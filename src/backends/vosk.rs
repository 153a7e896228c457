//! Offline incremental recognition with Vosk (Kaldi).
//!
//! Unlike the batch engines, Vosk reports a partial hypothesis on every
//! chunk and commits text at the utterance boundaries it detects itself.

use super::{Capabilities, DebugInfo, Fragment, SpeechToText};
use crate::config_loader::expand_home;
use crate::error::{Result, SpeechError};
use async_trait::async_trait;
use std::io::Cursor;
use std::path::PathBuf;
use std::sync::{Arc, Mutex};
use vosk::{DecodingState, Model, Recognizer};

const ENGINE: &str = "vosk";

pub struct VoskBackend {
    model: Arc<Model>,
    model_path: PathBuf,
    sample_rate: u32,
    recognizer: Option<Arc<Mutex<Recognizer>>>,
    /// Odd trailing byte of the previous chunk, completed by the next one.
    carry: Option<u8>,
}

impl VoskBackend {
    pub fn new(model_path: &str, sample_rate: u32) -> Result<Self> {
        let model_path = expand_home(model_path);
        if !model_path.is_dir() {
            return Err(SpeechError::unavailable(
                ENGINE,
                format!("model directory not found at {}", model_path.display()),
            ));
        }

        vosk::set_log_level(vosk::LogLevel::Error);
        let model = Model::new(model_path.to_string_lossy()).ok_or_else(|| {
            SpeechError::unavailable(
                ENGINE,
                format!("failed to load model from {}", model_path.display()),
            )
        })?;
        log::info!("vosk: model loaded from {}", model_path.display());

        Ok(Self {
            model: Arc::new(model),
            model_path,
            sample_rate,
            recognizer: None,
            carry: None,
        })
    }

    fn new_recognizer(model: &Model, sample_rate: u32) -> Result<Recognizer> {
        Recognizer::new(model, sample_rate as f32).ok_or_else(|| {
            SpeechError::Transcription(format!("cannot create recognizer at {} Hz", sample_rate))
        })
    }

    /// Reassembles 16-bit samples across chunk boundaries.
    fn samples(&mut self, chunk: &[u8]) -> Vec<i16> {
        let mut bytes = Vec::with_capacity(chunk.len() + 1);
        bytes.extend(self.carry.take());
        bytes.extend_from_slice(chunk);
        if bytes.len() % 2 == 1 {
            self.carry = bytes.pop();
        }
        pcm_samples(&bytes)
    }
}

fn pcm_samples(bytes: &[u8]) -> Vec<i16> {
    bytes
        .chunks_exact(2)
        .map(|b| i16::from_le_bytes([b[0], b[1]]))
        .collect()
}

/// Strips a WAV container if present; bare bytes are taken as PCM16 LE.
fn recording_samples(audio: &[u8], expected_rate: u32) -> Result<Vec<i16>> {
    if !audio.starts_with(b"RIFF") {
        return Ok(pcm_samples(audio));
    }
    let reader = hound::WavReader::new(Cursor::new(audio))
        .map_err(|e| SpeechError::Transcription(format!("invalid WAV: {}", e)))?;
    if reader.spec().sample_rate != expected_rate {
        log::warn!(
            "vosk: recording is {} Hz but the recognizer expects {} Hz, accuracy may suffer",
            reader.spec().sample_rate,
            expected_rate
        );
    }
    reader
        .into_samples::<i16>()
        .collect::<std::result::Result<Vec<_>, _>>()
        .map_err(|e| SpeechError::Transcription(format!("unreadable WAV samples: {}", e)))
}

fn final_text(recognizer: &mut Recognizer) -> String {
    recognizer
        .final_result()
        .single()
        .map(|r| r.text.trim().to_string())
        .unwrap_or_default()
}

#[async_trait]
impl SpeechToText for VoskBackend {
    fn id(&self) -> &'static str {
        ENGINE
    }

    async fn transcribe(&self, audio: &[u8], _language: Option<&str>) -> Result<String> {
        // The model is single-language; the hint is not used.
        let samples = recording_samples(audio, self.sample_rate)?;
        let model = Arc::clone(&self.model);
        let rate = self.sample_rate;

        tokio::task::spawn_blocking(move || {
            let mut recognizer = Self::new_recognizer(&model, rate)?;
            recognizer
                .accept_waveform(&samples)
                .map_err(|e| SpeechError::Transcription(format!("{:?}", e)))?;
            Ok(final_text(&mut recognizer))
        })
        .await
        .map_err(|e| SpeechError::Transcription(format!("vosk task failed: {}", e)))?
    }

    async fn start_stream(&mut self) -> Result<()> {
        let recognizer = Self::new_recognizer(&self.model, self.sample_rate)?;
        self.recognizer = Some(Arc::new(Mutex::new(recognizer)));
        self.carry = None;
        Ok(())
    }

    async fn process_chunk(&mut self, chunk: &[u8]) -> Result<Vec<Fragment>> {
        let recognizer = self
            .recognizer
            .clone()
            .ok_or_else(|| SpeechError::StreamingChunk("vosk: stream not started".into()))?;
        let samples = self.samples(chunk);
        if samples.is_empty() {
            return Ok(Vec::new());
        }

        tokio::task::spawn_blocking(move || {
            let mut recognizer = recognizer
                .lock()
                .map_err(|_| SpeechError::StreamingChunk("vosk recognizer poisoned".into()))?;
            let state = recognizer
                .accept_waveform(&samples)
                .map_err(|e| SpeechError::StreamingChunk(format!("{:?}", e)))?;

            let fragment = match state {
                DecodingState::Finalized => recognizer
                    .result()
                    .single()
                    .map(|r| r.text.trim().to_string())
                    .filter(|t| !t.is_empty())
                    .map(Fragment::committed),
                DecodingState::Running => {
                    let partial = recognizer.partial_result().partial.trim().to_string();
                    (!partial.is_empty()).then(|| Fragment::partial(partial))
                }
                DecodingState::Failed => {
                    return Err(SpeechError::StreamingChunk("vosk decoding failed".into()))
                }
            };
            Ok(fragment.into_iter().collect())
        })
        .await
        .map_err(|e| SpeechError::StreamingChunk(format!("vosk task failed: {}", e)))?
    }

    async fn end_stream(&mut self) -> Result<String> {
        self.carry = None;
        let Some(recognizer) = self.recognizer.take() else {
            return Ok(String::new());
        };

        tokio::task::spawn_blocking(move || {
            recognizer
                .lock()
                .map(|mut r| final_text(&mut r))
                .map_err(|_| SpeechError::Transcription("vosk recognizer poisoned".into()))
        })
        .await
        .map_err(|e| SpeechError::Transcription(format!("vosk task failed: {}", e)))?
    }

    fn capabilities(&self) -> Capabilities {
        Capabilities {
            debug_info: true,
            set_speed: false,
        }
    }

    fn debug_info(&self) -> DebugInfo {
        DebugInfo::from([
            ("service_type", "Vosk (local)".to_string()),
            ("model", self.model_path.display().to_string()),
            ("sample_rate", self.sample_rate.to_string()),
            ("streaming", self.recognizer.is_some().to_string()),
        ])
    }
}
--
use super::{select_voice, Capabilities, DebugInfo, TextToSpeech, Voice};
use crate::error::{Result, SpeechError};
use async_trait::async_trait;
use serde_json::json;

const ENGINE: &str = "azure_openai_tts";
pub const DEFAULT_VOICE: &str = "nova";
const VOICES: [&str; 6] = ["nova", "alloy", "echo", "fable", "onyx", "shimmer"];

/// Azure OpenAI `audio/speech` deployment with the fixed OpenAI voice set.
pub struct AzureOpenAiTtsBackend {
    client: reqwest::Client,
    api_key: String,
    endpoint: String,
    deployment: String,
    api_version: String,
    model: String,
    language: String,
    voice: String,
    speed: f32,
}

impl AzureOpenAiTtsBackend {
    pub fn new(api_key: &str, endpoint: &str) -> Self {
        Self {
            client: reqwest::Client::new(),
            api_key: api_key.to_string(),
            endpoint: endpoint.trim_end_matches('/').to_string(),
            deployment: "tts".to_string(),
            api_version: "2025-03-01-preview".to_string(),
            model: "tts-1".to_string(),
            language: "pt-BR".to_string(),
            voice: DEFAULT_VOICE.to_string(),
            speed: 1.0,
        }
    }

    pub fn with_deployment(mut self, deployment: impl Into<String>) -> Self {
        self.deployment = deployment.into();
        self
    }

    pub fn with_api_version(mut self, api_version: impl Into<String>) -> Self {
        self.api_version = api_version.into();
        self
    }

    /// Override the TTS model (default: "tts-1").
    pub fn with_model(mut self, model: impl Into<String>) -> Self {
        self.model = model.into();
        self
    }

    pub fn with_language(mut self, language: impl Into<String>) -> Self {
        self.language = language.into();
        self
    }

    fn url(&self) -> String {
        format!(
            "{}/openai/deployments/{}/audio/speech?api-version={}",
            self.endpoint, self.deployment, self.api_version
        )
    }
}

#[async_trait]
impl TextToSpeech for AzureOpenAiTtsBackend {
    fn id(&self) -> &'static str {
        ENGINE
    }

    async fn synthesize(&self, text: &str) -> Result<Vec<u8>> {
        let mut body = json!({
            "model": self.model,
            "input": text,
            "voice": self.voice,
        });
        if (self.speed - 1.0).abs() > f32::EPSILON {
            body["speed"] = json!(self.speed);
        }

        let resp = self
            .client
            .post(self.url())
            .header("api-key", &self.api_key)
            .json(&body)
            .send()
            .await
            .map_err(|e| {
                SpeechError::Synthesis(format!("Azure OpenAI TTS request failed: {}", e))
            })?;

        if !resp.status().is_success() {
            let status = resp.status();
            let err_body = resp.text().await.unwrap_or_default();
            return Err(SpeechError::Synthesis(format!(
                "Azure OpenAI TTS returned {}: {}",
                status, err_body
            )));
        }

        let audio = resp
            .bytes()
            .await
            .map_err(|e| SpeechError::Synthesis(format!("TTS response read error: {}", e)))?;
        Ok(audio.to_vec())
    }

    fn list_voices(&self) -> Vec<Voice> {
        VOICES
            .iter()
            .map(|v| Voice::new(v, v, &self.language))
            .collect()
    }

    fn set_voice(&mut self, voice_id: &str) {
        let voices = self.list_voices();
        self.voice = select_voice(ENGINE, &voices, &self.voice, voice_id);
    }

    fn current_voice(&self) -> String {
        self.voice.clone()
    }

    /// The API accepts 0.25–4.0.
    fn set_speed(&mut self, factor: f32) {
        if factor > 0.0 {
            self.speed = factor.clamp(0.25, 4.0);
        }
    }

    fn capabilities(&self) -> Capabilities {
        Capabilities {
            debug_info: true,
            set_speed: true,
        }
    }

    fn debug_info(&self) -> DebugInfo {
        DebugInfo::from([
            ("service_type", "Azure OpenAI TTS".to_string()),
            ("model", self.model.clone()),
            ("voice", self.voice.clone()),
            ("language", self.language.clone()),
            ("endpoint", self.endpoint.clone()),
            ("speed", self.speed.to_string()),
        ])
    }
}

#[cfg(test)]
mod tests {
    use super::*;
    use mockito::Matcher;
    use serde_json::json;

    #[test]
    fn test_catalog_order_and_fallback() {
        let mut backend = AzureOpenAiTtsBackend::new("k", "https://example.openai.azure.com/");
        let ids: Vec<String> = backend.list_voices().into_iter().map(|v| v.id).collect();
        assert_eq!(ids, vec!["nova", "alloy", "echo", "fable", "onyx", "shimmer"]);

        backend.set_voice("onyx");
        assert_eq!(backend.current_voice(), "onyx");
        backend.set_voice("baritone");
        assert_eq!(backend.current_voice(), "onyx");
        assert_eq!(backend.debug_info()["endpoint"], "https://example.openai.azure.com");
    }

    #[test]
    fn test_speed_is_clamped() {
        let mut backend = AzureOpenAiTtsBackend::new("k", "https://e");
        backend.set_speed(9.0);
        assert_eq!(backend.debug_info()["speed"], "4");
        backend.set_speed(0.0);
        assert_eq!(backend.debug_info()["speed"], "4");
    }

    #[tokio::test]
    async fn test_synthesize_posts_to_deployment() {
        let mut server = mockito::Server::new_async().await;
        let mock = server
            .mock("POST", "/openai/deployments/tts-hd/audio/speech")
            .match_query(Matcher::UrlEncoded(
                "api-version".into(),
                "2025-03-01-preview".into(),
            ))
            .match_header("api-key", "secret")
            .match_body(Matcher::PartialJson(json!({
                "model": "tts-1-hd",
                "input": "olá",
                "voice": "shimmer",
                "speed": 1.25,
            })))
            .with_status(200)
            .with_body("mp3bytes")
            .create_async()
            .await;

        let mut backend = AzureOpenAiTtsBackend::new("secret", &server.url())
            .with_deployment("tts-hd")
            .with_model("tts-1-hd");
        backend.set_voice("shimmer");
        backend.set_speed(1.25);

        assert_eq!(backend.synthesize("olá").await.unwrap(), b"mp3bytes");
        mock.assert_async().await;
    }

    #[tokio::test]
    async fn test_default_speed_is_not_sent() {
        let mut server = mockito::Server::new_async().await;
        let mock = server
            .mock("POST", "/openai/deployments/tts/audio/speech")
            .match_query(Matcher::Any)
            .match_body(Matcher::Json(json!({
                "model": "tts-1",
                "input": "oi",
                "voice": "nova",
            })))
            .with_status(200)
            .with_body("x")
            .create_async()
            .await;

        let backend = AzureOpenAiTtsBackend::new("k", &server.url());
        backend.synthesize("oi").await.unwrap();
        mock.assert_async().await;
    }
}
* * *
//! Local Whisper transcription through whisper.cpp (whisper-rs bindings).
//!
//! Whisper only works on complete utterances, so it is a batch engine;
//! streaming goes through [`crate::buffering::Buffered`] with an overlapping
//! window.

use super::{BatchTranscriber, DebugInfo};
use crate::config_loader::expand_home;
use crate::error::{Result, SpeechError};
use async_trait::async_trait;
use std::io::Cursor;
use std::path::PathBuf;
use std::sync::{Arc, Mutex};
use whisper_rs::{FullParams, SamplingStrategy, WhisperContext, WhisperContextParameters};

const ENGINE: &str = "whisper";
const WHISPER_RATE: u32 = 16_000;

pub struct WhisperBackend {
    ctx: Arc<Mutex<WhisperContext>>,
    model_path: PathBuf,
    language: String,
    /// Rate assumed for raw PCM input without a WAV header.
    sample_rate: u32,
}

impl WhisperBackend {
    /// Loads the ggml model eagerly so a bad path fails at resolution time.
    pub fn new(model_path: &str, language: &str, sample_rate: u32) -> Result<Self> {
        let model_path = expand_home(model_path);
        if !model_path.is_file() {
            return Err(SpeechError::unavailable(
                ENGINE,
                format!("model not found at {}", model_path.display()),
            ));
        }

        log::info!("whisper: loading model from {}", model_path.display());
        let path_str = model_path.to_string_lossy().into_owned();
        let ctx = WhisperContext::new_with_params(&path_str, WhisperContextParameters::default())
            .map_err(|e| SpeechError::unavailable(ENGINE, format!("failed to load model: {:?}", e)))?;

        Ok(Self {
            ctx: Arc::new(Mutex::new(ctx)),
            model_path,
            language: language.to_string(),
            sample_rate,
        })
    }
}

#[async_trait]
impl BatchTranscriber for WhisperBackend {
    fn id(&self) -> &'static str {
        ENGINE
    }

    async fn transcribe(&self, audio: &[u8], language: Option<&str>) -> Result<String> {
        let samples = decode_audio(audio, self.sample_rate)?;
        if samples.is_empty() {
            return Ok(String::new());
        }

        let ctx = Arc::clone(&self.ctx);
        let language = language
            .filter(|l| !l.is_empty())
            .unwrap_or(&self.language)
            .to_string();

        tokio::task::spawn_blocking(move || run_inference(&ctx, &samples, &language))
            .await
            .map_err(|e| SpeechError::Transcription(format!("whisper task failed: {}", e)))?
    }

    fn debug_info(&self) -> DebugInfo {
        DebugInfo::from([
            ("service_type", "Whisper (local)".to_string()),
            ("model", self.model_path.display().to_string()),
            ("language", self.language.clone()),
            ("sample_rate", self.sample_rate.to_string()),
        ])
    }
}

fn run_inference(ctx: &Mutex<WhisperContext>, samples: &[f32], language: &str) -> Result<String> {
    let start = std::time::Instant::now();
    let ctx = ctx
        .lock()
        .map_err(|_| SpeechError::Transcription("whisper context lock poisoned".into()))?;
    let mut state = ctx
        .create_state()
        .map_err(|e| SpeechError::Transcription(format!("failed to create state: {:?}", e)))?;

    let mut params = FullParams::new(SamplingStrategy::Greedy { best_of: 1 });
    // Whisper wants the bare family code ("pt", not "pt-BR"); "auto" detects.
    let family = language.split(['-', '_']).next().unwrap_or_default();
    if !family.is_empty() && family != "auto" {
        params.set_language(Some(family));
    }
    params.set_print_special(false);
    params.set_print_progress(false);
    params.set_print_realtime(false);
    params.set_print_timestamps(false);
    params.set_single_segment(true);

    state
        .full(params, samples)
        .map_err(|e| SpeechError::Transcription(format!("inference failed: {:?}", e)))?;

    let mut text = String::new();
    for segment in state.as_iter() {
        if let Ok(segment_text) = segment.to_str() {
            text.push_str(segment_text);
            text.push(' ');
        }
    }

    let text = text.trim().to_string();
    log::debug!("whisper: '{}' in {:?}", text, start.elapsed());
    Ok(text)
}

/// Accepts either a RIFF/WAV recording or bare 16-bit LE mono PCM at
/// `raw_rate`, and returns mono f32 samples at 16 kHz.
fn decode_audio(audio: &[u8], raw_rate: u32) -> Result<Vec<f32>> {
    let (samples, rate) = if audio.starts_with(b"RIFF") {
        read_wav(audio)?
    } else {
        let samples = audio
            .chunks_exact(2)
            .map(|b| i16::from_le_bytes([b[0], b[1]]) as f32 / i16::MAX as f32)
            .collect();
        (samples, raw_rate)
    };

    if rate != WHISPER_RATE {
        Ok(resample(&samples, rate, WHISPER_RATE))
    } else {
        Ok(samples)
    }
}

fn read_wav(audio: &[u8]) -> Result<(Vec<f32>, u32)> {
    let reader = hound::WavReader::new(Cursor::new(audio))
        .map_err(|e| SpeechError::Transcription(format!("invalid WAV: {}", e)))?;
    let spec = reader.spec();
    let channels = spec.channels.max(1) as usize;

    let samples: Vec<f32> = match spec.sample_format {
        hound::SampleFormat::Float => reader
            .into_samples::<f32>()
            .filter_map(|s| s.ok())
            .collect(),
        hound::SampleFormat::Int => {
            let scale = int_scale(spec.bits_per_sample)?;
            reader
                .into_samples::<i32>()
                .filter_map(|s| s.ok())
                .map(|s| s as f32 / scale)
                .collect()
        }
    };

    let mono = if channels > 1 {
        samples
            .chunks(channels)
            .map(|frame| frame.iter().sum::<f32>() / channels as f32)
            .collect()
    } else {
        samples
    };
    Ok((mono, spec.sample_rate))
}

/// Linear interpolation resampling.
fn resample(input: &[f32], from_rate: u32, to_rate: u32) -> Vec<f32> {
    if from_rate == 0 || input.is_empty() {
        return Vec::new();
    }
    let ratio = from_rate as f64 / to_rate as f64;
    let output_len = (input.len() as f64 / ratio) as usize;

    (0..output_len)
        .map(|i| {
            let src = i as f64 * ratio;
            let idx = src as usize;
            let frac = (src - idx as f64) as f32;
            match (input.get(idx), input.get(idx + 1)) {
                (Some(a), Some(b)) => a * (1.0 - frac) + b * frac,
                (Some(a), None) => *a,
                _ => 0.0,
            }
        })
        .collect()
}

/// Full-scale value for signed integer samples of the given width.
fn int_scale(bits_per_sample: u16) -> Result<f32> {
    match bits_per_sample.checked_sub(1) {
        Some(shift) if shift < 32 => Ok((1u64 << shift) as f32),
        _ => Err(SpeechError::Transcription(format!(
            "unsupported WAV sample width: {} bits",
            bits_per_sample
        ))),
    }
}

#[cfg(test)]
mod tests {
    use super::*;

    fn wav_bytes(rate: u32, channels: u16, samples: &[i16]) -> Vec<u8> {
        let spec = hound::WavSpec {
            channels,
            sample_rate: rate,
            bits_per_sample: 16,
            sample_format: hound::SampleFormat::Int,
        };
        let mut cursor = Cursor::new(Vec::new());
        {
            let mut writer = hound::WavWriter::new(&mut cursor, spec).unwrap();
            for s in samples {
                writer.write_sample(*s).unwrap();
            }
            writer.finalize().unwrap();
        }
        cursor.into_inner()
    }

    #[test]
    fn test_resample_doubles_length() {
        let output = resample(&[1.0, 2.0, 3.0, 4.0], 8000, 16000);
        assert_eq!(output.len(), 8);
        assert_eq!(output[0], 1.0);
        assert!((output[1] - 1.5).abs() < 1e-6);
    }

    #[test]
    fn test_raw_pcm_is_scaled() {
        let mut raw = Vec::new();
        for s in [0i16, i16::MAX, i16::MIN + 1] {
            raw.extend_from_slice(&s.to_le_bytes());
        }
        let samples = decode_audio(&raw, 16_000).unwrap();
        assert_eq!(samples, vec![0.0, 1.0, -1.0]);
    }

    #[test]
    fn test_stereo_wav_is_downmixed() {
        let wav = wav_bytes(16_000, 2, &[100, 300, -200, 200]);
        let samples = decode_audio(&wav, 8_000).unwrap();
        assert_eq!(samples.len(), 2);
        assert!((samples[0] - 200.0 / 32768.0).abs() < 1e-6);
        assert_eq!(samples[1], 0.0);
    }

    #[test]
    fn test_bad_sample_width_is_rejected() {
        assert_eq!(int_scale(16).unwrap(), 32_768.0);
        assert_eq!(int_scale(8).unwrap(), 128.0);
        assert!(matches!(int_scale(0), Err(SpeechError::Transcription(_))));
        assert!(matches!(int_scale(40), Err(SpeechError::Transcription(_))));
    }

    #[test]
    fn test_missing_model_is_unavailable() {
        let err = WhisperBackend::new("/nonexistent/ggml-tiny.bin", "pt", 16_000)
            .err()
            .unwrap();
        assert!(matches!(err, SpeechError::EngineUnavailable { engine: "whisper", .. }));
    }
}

• **Your assignment**:
Would you filter the records and copy each line that contains the word "family"?

• **Exercise response**:
    // Whisper wants the bare family code ("pt", not "pt-BR"); "auto" detects.
    let family = language.split(['-', '_']).next().unwrap_or_default();
    if !family.is_empty() && family != "auto" {
        params.set_language(Some(family));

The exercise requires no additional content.